Department of Chemistry, Tufts University, Medford, Massachusetts 02155-5813, USA.
Nat Mater. 2013 Jun;12(6):523-8. doi: 10.1038/nmat3620. Epub 2013 Apr 21.
Spillover of reactants from one active site to another is important in heterogeneous catalysis and has recently been shown to enhance hydrogen storage in a variety of materials. The spillover of hydrogen is notoriously hard to detect or control. We report herein that the hydrogen spillover pathway on a Pd/Cu alloy can be controlled by reversible adsorption of a spectator molecule. Pd atoms in the Cu surface serve as hydrogen dissociation sites from which H atoms can spillover onto surrounding Cu regions. Selective adsorption of CO at these atomic Pd sites is shown to either prevent the uptake of hydrogen on, or inhibit its desorption from, the surface. In this way, the hydrogen coverage on the whole surface can be controlled by molecular adsorption at a minority site, which we term a 'molecular cork' effect. We show that the molecular cork effect is present during a surface catalysed hydrogenation reaction and illustrate how it can be used as a method for controlling uptake and release of hydrogen in a model storage system.

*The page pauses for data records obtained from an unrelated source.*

//! Status file locations and atomic writes.

use anyhow::{anyhow, Context, Result};
use std::path::{Path, PathBuf};

/// `.bulk_import_status.<import_id>.json`
pub fn status_file_name(import_id: &str) -> String {
    format!(".bulk_import_status.{}.json", import_id)
}

pub fn status_path(dir: &Path, import_id: &str) -> PathBuf {
    dir.join(status_file_name(import_id))
}

/// Sibling temp path: `dir/.name.tmp`.
fn temp_path(path: &Path) -> PathBuf {
    let name = path
        .file_name()
        .map(|n| n.to_string_lossy().into_owned())
        .unwrap_or_default();
    path.with_file_name(format!(".{}.tmp", name.trim_start_matches('.')))
}

/// Replace `path` with `contents` via a temp file in the same directory, so
/// readers see either the old or the new file.
pub fn atomic_write(path: &Path, contents: &[u8]) -> Result<()> {
    if let Some(dir) = path.parent().filter(|d| !d.as_os_str().is_empty()) {
        std::fs::create_dir_all(dir).with_context(|| format!("Failed to create directory {}", dir.display()))?;
    }
    let tmp = temp_path(path);
    std::fs::write(&tmp, contents).with_context(|| format!("Failed to write {}", tmp.display()))?;
    std::fs::rename(&tmp, path)
        .map_err(|e| anyhow!("Failed to move {} into place at {}: {}", tmp.display(), path.display(), e))
}

pub fn atomic_write_json_pretty<T: serde::Serialize>(path: &Path, value: &T) -> Result<()> {
    let json = serde_json::to_vec_pretty(value).context("Failed to serialize JSON")?;
    atomic_write(path, &json)
}

#[cfg(test)]
mod tests {
    use super::*;
    use tempfile::TempDir;

    #[test]
    fn test_temp_path_is_hidden_sibling() {
        assert_eq!(
            temp_path(Path::new("/d/.bulk_import_status.x.json")),
            PathBuf::from("/d/.bulk_import_status.x.json.tmp")
        );
        assert_eq!(temp_path(Path::new("state.json")), PathBuf::from(".state.json.tmp"));
    }

    #[test]
    fn test_status_path() {
        let path = status_path(Path::new("/var/imports"), "import_42");
        assert_eq!(path, PathBuf::from("/var/imports/.bulk_import_status.import_42.json"));
    }

    #[test]
    fn test_atomic_write_replaces_and_cleans_up() -> Result<()> {
        let temp_dir = TempDir::new()?;
        let path = temp_dir.path().join("nested").join("state.json");

        atomic_write_json_pretty(&path, &serde_json::json!({"a": 1}))?;
        atomic_write_json_pretty(&path, &serde_json::json!({"a": 2}))?;

        let text = std::fs::read_to_string(&path)?;
        assert!(text.contains('\n'));
        assert_eq!(serde_json::from_str::<serde_json::Value>(&text)?["a"], 2);

        let leftovers: Vec<_> = std::fs::read_dir(path.parent().unwrap())?
            .filter_map(|e| e.ok())
            .filter(|e| e.file_name().to_string_lossy().ends_with(".tmp"))
            .collect();
        assert!(leftovers.is_empty());
        Ok(())
    }
}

反应物从一个活性位向另一个活性位的溢出在多相催化中很重要,最近已被证明可以提高各种材料的储氢能力。氢的溢出很难检测或控制。我们在此报告称,通过可逆吸附 spectator 分子,可以控制 Pd/Cu 合金上的氢溢出途径。Cu 表面上的 Pd 原子作为氢离解位点,H 原子可以从这些位点溢出到周围的 Cu 区域。选择性吸附 CO 到这些原子 Pd 位点上,要么阻止氢在表面上的吸收,要么抑制其从表面上的脱附。通过这种方式,可以通过在少数位点上的分子吸附来控制整个表面上的氢覆盖率,我们称之为“分子塞子”效应。我们表明,在表面催化的加氢反应过程中存在分子塞子效应,并说明了如何将其用作控制模型存储系统中氢的吸收和释放的方法。